--- Exercise materials ---

//! Axum route handlers for the dashboard page.

use axum::{
    extract::{Multipart, State},
    response::Html,
    Form,
};
use serde::Deserialize;
use tracing::info;

use crate::analysis::input::read_analysis_form;
use crate::dashboard::download::{DownloadArtifact, DownloadKind};
use crate::dashboard::render::render_page;
use crate::dashboard::state::DashboardState;
use crate::errors::AppError;
use crate::state::AppState;

/// GET /
pub async fn handle_index() -> Html<String> {
    Html(render_page(&DashboardState::new()))
}

/// POST /
///
/// Runs one analysis from the submitted form and renders the page with the
/// outcome. Input problems come back as notifications on the page.
pub async fn handle_analyze(State(state): State<AppState>, multipart: Multipart) -> Html<String> {
    let mut dashboard = DashboardState::new();

    let form = match read_analysis_form(multipart).await {
        Ok(form) => form,
        Err(e) => {
            dashboard.reject_input(&e);
            return Html(render_page(&dashboard));
        }
    };

    dashboard.set_resume_text(form.resume_text);
    dashboard.set_job_description(form.job_description);

    let upload_ok = match form.resume_file {
        Some(upload) => {
            info!(
                "Resume image received: {} ({} bytes)",
                upload.file_name.as_deref().unwrap_or("unnamed"),
                upload.bytes.len()
            );
            dashboard.attach_image(upload)
        }
        None => true,
    };

    if upload_ok {
        dashboard.run_analysis(state.analyzer.as_ref()).await;
    }

    Html(render_page(&dashboard))
}

/// Fields posted by either download button. The resume button submits the
/// whole analysis form, so unrelated fields are ignored.
#[derive(Debug, Deserialize)]
pub struct DownloadRequest {
    pub kind: DownloadKind,
    pub resume_text: Option<String>,
    pub feedback: Option<String>,
}

/// POST /download
///
/// Echoes the posted text back as a `.txt` attachment. Used when the page
/// script is unavailable; otherwise the browser saves the file itself.
pub async fn handle_download(
    Form(request): Form<DownloadRequest>,
) -> Result<DownloadArtifact, AppError> {
    let text = match request.kind {
        DownloadKind::Resume => request.resume_text,
        DownloadKind::Feedback => request.feedback,
    }
    .ok_or_else(|| AppError::Validation("Nothing to download".to_string()))?;

    // Browsers submit textarea line breaks as CRLF.
    Ok(DownloadArtifact::new(request.kind, text.replace("\r\n", "\n")))
}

---

• **Work item**
Lines of the material may hold the string "Option". Copy each one that does.

• **Solution for this task**
    pub resume_text: Option<String>,
    pub feedback: Option<String>,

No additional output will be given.